A surge in exports boosted the euro zone trade surplus in September to more than double the previous month’s value, data showed on Monday, pointing to a positive contribution from trade to euro zone’s economic growth in the third quarter.
The European Union’s statistics office said that the unadjusted external trade surplus of the 18 countries sharing the euro rose to 18.5 billion euros in September from 10.8 billion a year earlier and a revised 8.6 billion in August.
The better result was mainly thanks to a 9 percent year-on-year jump in exports against only a 4 percent increase in imports.
Adjusted for seasonal swings, the surplus was 17.7 billion, Eurostat said, up from 15.4 in August and 12.8 billion in July.
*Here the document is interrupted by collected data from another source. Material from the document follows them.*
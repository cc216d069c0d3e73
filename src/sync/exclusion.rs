//! Re-entrant mutual exclusion primitives
//!
//! 可重入互斥原语

use super::named::NamedLock;
use crate::stream::{Error, Result};
use std::fmt;
use std::marker::PhantomData;
use std::sync::{Arc, Condvar, Mutex, MutexGuard, PoisonError};
use std::thread::{self, ThreadId};

/// Re-entrant mutual exclusion
///
/// 可重入互斥
///
/// A thread that already holds the exclusion may acquire it again; it is released
/// once every `acquire` has been matched by a `release`.
///
/// 已持有互斥的线程可以再次获取；每次 `acquire` 都被 `release` 匹配后才真正释放。
pub trait Exclusion: Send + Sync + fmt::Debug {
    /// Block until the calling thread holds the exclusion
    ///
    /// 阻塞直到调用线程持有互斥
    fn acquire(&self) -> Result<()>;

    /// Undo one `acquire` made by the calling thread
    ///
    /// 撤销调用线程的一次 `acquire`
    fn release(&self) -> Result<()>;

    fn is_held_by_current_thread(&self) -> bool;
}

/// Which primitive a proxy creates when the caller supplies none
///
/// 调用方未提供互斥原语时代理创建的原语类型
#[derive(Debug, Clone, PartialEq, Eq, Hash, Default)]
#[cfg_attr(feature = "serde", derive(serde::Serialize, serde::Deserialize))]
pub enum ExclusionScope {
    /// Threads of this process
    ///
    /// 本进程内的线程
    #[default]
    Thread,
    /// Every process using the same name
    ///
    /// 使用相同名称的所有进程
    Process(String),
}

impl ExclusionScope {
    pub fn create(&self) -> Result<Arc<dyn Exclusion>> {
        Ok(match self {
            ExclusionScope::Thread => Arc::new(ThreadLock::new()),
            ExclusionScope::Process(name) => Arc::new(NamedLock::new(name)?),
        })
    }
}

#[derive(Debug, Default)]
struct Owner {
    thread: Option<ThreadId>,
    depth: usize,
}

/// In-process re-entrant lock
///
/// 进程内可重入锁
///
/// # Examples
///
/// ```
/// use lockstream::{Exclusion, ThreadLock};
///
/// let lock = ThreadLock::new();
/// lock.acquire().unwrap();
/// lock.acquire().unwrap(); // re-entrant / 可重入
/// lock.release().unwrap();
/// assert!(lock.is_held_by_current_thread());
/// lock.release().unwrap();
/// assert!(!lock.is_held_by_current_thread());
/// ```
#[derive(Debug, Default)]
pub struct ThreadLock {
    owner: Mutex<Owner>,
    released: Condvar,
}

impl ThreadLock {
    pub fn new() -> Self {
        Self::default()
    }

    fn owner(&self) -> MutexGuard<'_, Owner> {
        // Owner is only mutated in short non-panicking sections
        self.owner.lock().unwrap_or_else(PoisonError::into_inner)
    }

    /// Acquire and return the calling thread's new depth
    ///
    /// 获取并返回调用线程新的重入深度
    pub(crate) fn enter(&self) -> usize {
        let me = thread::current().id();
        let mut owner = self.owner();
        loop {
            match owner.thread {
                None => {
                    owner.thread = Some(me);
                    owner.depth = 1;
                    return 1;
                }
                Some(holder) if holder == me => {
                    owner.depth += 1;
                    return owner.depth;
                }
                Some(_) => {
                    owner = self
                        .released
                        .wait(owner)
                        .unwrap_or_else(PoisonError::into_inner);
                }
            }
        }
    }

    /// Release once and return the remaining depth
    ///
    /// 释放一次并返回剩余深度
    pub(crate) fn leave(&self) -> Result<usize> {
        let me = thread::current().id();
        let mut owner = self.owner();
        if owner.thread != Some(me) {
            return Err(Error::invalid("exclusion released by a thread that does not hold it"));
        }
        owner.depth -= 1;
        if owner.depth == 0 {
            owner.thread = None;
            drop(owner);
            self.released.notify_one();
            return Ok(0);
        }
        Ok(owner.depth)
    }

    /// Depth of the calling thread, 0 if it does not hold the lock
    ///
    /// 调用线程的重入深度，未持有时为 0
    pub(crate) fn depth(&self) -> usize {
        let owner = self.owner();
        if owner.thread == Some(thread::current().id()) {
            owner.depth
        } else {
            0
        }
    }
}

impl Exclusion for ThreadLock {
    fn acquire(&self) -> Result<()> {
        self.enter();
        Ok(())
    }

    fn release(&self) -> Result<()> {
        self.leave().map(drop)
    }

    fn is_held_by_current_thread(&self) -> bool {
        self.depth() > 0
    }
}

/// Scoped hold on an [`Exclusion`], released on drop
///
/// 对 [`Exclusion`] 的作用域持有，drop 时释放
///
/// Ownership is per thread, so the guard is not `Send`: it must be dropped on the
/// thread that acquired it.
///
/// 所有权按线程划分，因此 guard 不是 `Send`：必须在获取它的线程上 drop。
///
/// ```compile_fail
/// use lockstream::{ExclusionScope, Synchronized};
///
/// let proxy = Synchronized::new(0u32, ExclusionScope::Thread).unwrap();
/// let guard = proxy.hold().unwrap();
/// std::thread::scope(|s| {
///     s.spawn(move || drop(guard));
/// });
/// ```
#[must_use = "the exclusion is released as soon as the guard is dropped"]
pub struct ExclusionGuard<'a> {
    exclusion: &'a dyn Exclusion,
    _not_send: PhantomData<*const ()>,
}

impl<'a> ExclusionGuard<'a> {
    pub fn acquire(exclusion: &'a dyn Exclusion) -> Result<Self> {
        exclusion.acquire()?;
        Ok(Self {
            exclusion,
            _not_send: PhantomData,
        })
    }
}

impl Drop for ExclusionGuard<'_> {
    fn drop(&mut self) {
        if let Err(err) = self.exclusion.release() {
            tracing::warn!(exclusion = ?self.exclusion, %err, "failed to release exclusion");
        }
    }
}

impl fmt::Debug for ExclusionGuard<'_> {
    fn fmt(&self, f: &mut fmt::Formatter<'_>) -> fmt::Result {
        f.debug_struct("ExclusionGuard")
            .field("exclusion", &self.exclusion)
            .finish()
    }
}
Month-on-month, seasonally adjusted exports rose 4.2 percent while imports rose 3.0 percent, Eurostat said.
The EU’s exports to Russia, which is under EU sanctions over its involvement in the conflict in eastern Ukraine, fell 12 percent year-on-year in the first eight months of the year while imports from Russia fell 8 percent.
Russia is Europe’s main supplier of gas and oil.
Eurostat said that the value of energy imports to the European union in general in the first eight months of the year fell 9 percent compared with the same period of 2013 to a total of 230.6 billion euros.